Dès les premières scènes qui surviennent après une vision nocturne de Bamako, le spectateur est prévenu que, s'il y a une parenté entre Taafé Fanga (dernier long métrage d'Adama Drabo, une satire sociale aux accents de mythologie et qui traite du "pouvoir des femmes"), Fantan Fanga lui, s'inscrit dans la réalité contemporaine d'un Mali faisant douloureusement son apprentissage de la démocratie.

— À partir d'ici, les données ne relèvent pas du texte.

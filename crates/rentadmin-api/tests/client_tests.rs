// Copyright 2026 Phillip Cloud
// Licensed under the Apache License, Version 2.0

use anyhow::{Result, anyhow};
use rentadmin_api::{Client, ListQuery, backend};
use rentadmin_app::{
    CollaboratorError, Completion, EntityRequest, FailureKind, ResourceKind, Tenant,
    TenantFormInput,
};
use std::thread;
use std::time::Duration;
use tiny_http::{Header, Method, Response, Server};

fn json_response(status: u16, body: &str) -> Response<std::io::Cursor<Vec<u8>>> {
    Response::from_string(body)
        .with_status_code(status)
        .with_header(
            Header::from_bytes("Content-Type", "application/json")
                .expect("valid content type header"),
        )
}

fn mock_server() -> Result<(Server, String)> {
    let server =
        Server::http("127.0.0.1:0").map_err(|error| anyhow!("start mock server: {error}"))?;
    let addr = format!("http://{}/api", server.server_addr());
    Ok((server, addr))
}

const TENANT_JSON: &str = r#"{
    "id": 5,
    "first_name": "Juan",
    "last_name": "Pérez",
    "email": "juan@example.com",
    "phone": "999 111 222",
    "document_number": "40112233",
    "notes": "",
    "created_at": "2026-01-10T12:00:00Z",
    "updated_at": null
}"#;

#[test]
fn list_unwraps_page_and_sends_query() -> Result<()> {
    let (server, addr) = mock_server()?;

    let handle = thread::spawn(move || {
        let request = server.recv().expect("request expected");
        assert_eq!(request.url(), "/api/tenants?page=1&size=1000&q=juan");
        let body = format!(
            r#"{{"success":true,"data":{{"items":[{TENANT_JSON}],"total":1,"page":1,"size":1000}}}}"#
        );
        request
            .respond(json_response(200, &body))
            .expect("response should succeed");
    });

    let client = Client::new(&addr, Duration::from_secs(1), None)?;
    let query = ListQuery {
        search: Some("juan".to_owned()),
        ..ListQuery::first_page(1000)
    };
    let page = client.list::<Tenant>(ResourceKind::Tenants, &query)?;
    assert_eq!(page.total, 1);
    assert_eq!(page.items.len(), 1);
    assert_eq!(page.items[0].full_name(), "Juan Pérez");
    assert!(page.items[0].created_at.is_some());

    handle.join().expect("server thread should join");
    Ok(())
}

#[test]
fn create_posts_json_with_bearer_token() -> Result<()> {
    let (server, addr) = mock_server()?;

    let handle = thread::spawn(move || {
        let mut request = server.recv().expect("request expected");
        assert_eq!(*request.method(), Method::Post);
        assert_eq!(request.url(), "/api/tenants");
        let auth = request
            .headers()
            .iter()
            .find(|header| header.field.equiv("Authorization"))
            .map(|header| header.value.as_str().to_owned());
        assert_eq!(auth.as_deref(), Some("Bearer s3cret"));

        let mut body = String::new();
        request
            .as_reader()
            .read_to_string(&mut body)
            .expect("body should be readable");
        let sent: serde_json::Value = serde_json::from_str(&body).expect("json body");
        assert_eq!(sent["first_name"], "Juan");
        assert!(sent.get("id").is_none());

        let reply = format!(r#"{{"success":true,"data":{TENANT_JSON}}}"#);
        request
            .respond(json_response(201, &reply))
            .expect("response should succeed");
    });

    let client = Client::new(&addr, Duration::from_secs(1), Some("s3cret".to_owned()))?;
    let form = TenantFormInput {
        first_name: "Juan".to_owned(),
        last_name: "Pérez".to_owned(),
        ..TenantFormInput::blank()
    };
    let created: Tenant = client.create(ResourceKind::Tenants, &form)?;
    assert_eq!(created.id.get(), 5);

    handle.join().expect("server thread should join");
    Ok(())
}

#[test]
fn unsuccessful_envelope_is_a_business_error() -> Result<()> {
    let (server, addr) = mock_server()?;

    let handle = thread::spawn(move || {
        let request = server.recv().expect("request expected");
        assert_eq!(*request.method(), Method::Put);
        assert_eq!(request.url(), "/api/tenants/5");
        request
            .respond(json_response(
                200,
                r#"{"success":false,"message":"email already registered"}"#,
            ))
            .expect("response should succeed");
    });

    let client = Client::new(&addr, Duration::from_secs(1), None)?;
    let error = client
        .update::<Tenant, _>(ResourceKind::Tenants, 5, &TenantFormInput::blank())
        .expect_err("update should be rejected");
    assert_eq!(error.kind(), FailureKind::Business);
    assert!(error.detail().contains("email already registered"));

    handle.join().expect("server thread should join");
    Ok(())
}

#[test]
fn client_errors_are_business_and_server_errors_are_transport() -> Result<()> {
    let (server, addr) = mock_server()?;

    let handle = thread::spawn(move || {
        let first = server.recv().expect("request expected");
        first
            .respond(json_response(
                404,
                r#"{"success":false,"error":"tenant not found"}"#,
            ))
            .expect("response should succeed");
        let second = server.recv().expect("request expected");
        second
            .respond(json_response(503, "upstream down"))
            .expect("response should succeed");
    });

    let client = Client::new(&addr, Duration::from_secs(1), None)?;
    let missing = client
        .get::<Tenant>(ResourceKind::Tenants, 99)
        .expect_err("404 should fail");
    assert_eq!(missing.kind(), FailureKind::Business);
    assert!(missing.detail().contains("tenant not found"));

    let down = client
        .get::<Tenant>(ResourceKind::Tenants, 99)
        .expect_err("503 should fail");
    assert!(down.is_retryable());
    assert!(down.detail().contains("503"));

    handle.join().expect("server thread should join");
    Ok(())
}

#[test]
fn delete_accepts_null_data_and_undecodable_bodies_are_transport() -> Result<()> {
    let (server, addr) = mock_server()?;

    let handle = thread::spawn(move || {
        let first = server.recv().expect("request expected");
        assert_eq!(*first.method(), Method::Delete);
        assert_eq!(first.url(), "/api/properties/3");
        first
            .respond(json_response(200, r#"{"success":true,"data":null}"#))
            .expect("response should succeed");
        let second = server.recv().expect("request expected");
        second
            .respond(json_response(200, "<html>oops</html>"))
            .expect("response should succeed");
    });

    let client = Client::new(&addr, Duration::from_secs(1), None)?;
    client.delete(ResourceKind::Properties, 3)?;
    let garbled = client
        .delete(ResourceKind::Properties, 3)
        .expect_err("non-json body should fail");
    assert!(matches!(garbled, CollaboratorError::Transport(_)));

    handle.join().expect("server thread should join");
    Ok(())
}

#[test]
fn unreachable_server_is_transport_and_ping_is_actionable() -> Result<()> {
    let client = Client::new("http://127.0.0.1:1/api", Duration::from_millis(50), None)?;
    let error = client
        .list::<Tenant>(ResourceKind::Tenants, &ListQuery::first_page(10))
        .expect_err("unreachable endpoint should fail");
    assert_eq!(error.kind(), FailureKind::Transport);

    let ping = client.ping().expect_err("ping should fail");
    assert!(ping.to_string().contains("is the server running"));
    Ok(())
}

#[test]
fn backend_executes_engine_requests() -> Result<()> {
    let (server, addr) = mock_server()?;

    let handle = thread::spawn(move || {
        let request = server.recv().expect("request expected");
        assert_eq!(request.url(), "/api/tenants?page=1&size=25");
        let body = format!(
            r#"{{"success":true,"data":{{"items":[{TENANT_JSON},{TENANT_JSON}],"total":2,"page":1,"size":25}}}}"#
        );
        request
            .respond(json_response(200, &body))
            .expect("response should succeed");
    });

    let client = Client::new(&addr, Duration::from_secs(1), None)?;
    let tenants = backend::<Tenant, TenantFormInput>(&client, ResourceKind::Tenants, 25);
    let completion = tenants.execute(&EntityRequest::Load { token: 7 });
    let Completion::Loaded { token, result } = completion else {
        panic!("load request should produce a load completion");
    };
    assert_eq!(token, 7);
    assert_eq!(result?.items.len(), 2);

    handle.join().expect("server thread should join");
    Ok(())
}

L'histoire est celle de Fafa (Souleymane Diakité), jeune metteur en scène du théâtre des sans voix à travers lequel des handicapés tentent de prouver leur utilité dans la construction de la nation. Il s'agit d'une agitation politique de type citoyen encouragée par Daouda, le directeur de publication d'un journal local "Le Patriote". Alors que des échéances politiques majeures s'annoncent, Lassine, un albinos ami de Fafa, est assassiné par deux inconnus qui ôtent la tête. S'ensuit une enquête policière menée par une jeune inspectrice stagiaire dont la coupe de cheveux à la garçonne annonce la détermination d'une femme qui rejette les seconds rôles que la société lui destine. Doussou (Djénébou Koné) parviendra ainsi, malgré les entraves d'une bureaucratie où le respect dû à l'âge est parfois un handicap, et surtout malgré les manigances d'un supérieur, le commissaire Douga (Belco Diallo), à retrouver les assassins de Lassine.

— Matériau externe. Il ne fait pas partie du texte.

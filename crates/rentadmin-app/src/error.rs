// Copyright 2026 Phillip Cloud
// Licensed under the Apache License, Version 2.0

use serde::{Deserialize, Serialize};

/// Failure reported by the remote CRUD API boundary.
#[derive(Debug, Clone, PartialEq, Eq, Serialize, Deserialize, thiserror::Error)]
pub enum CollaboratorError {
    /// The request never produced a usable answer: connect, timeout, decode, 5xx.
    #[error("transport failure: {0}")]
    Transport(String),
    /// The server answered and refused: `success: false`, 4xx, missing data.
    #[error("request rejected: {0}")]
    Business(String),
}

impl CollaboratorError {
    pub fn kind(&self) -> FailureKind {
        match self {
            Self::Transport(_) => FailureKind::Transport,
            Self::Business(_) => FailureKind::Business,
        }
    }

    pub fn detail(&self) -> &str {
        match self {
            Self::Transport(detail) | Self::Business(detail) => detail,
        }
    }

    pub fn is_retryable(&self) -> bool {
        self.kind() == FailureKind::Transport
    }
}

#[derive(Debug, Clone, Copy, PartialEq, Eq, Serialize, Deserialize)]
pub enum FailureKind {
    Transport,
    Business,
}
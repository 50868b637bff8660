// Copyright 2026 Phillip Cloud
// Licensed under the Apache License, Version 2.0

use serde::{Deserialize, Serialize};

use crate::TabKind;

/// Where keyboard input goes on the active screen.
#[derive(Debug, Clone, Copy, PartialEq, Eq, Serialize, Deserialize)]
pub enum AppMode {
    Nav,
    Search,
    Form,
    Detail,
    Confirm,
    Columns,
    RowMenu,
}

impl AppMode {
    pub const fn label(self) -> &'static str {
        match self {
            Self::Nav => "NAV",
            Self::Search => "SEARCH",
            Self::Form => "FORM",
            Self::Detail => "DETAIL",
            Self::Confirm => "CONFIRM",
            Self::Columns => "COLUMNS",
            Self::RowMenu => "MENU",
        }
    }
}

#[derive(Debug, Clone, PartialEq, Eq, Serialize, Deserialize)]
pub struct AppState {
    pub mode: AppMode,
    pub active_tab: TabKind,
    pub show_help: bool,
    pub status_line: Option<String>,
}

impl Default for AppState {
    fn default() -> Self {
        Self {
            mode: AppMode::Nav,
            active_tab: TabKind::Dashboard,
            show_help: false,
            status_line: None,
        }
    }
}

#[derive(Debug, Clone, PartialEq, Eq, Serialize, Deserialize)]
pub enum AppCommand {
    NextTab,
    PrevTab,
    SelectTab(TabKind),
    SetMode(AppMode),
    ToggleHelp,
    SetStatus(String),
    ClearStatus,
}

#[derive(Debug, Clone, PartialEq, Eq, Serialize, Deserialize)]
pub enum AppEvent {
    ModeChanged(AppMode),
    TabChanged(TabKind),
    HelpChanged(bool),
    StatusUpdated(String),
    StatusCleared,
}

impl AppState {
    pub fn with_tab(tab: TabKind) -> Self {
        Self {
            active_tab: tab,
            ..Self::default()
        }
    }

    pub fn dispatch(&mut self, command: AppCommand) -> Vec<AppEvent> {
        match command {
            AppCommand::NextTab => self.rotate_tab(1),
            AppCommand::PrevTab => self.rotate_tab(-1),
            AppCommand::SelectTab(tab) => {
                if tab == self.active_tab {
                    return Vec::new();
                }
                self.switch_to(tab)
            }
            AppCommand::SetMode(mode) => {
                if mode == self.mode {
                    return Vec::new();
                }
                self.mode = mode;
                vec![AppEvent::ModeChanged(mode)]
            }
            AppCommand::ToggleHelp => {
                self.show_help = !self.show_help;
                vec![AppEvent::HelpChanged(self.show_help)]
            }
            AppCommand::SetStatus(message) => vec![self.set_status(&message)],
            AppCommand::ClearStatus => {
                self.status_line = None;
                vec![AppEvent::StatusCleared]
            }
        }
    }

    fn rotate_tab(&mut self, delta: isize) -> Vec<AppEvent> {
        let tabs = TabKind::ALL;
        let current = tabs
            .iter()
            .position(|tab| *tab == self.active_tab)
            .unwrap_or(0) as isize;
        let len = tabs.len() as isize;
        let next = (current + delta).rem_euclid(len) as usize;
        self.switch_to(tabs[next])
    }

    /// Changing tabs always lands in nav mode; overlays belong to the screen
    /// being left.
    fn switch_to(&mut self, tab: TabKind) -> Vec<AppEvent> {
        self.active_tab = tab;
        let mut events = vec![AppEvent::TabChanged(tab)];
        if self.mode != AppMode::Nav {
            self.mode = AppMode::Nav;
            events.push(AppEvent::ModeChanged(AppMode::Nav));
        }
        events
    }

    fn set_status(&mut self, message: &str) -> AppEvent {
        self.status_line = Some(message.to_owned());
        AppEvent::StatusUpdated(message.to_owned())
    }
}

Le film se situe dans la tradition du cinéma militant malien qui fait de l'image un moyen de conscientisation politique tel qu'on le voit chez Souleymane Cissé ou Cheik Oumar Sissoko. Mais il tente surtout de faire la jonction entre le passé de l'Afrique et son présent, le futur ne pouvant se construire que grâce à des personnes conscientes de leur histoire. C'est ainsi que Fafa et Dousou sont aidés dans leur quête par le maître-chasseur Djineblen, oncle de Lassine, qui contribue à la progression de l'enquête par son apport mystique. Le processus démocratique actuel est ainsi lié à la charte du Mandé, prononcée sous l'empereur Soundjata Kéïta au 13ème siècle et qui, dès cette époque, garantissait l'essentiel des droits humains aux citoyens du Mandingue.

Drabo et Diakité refusent que les connaissances ésotériques traditionnelles alliées à l'islam, servent de tremplin à ceux qui ont trahi ce serment fondamental (Les Natan Kolon) pour exercer un pouvoir despotique et avide.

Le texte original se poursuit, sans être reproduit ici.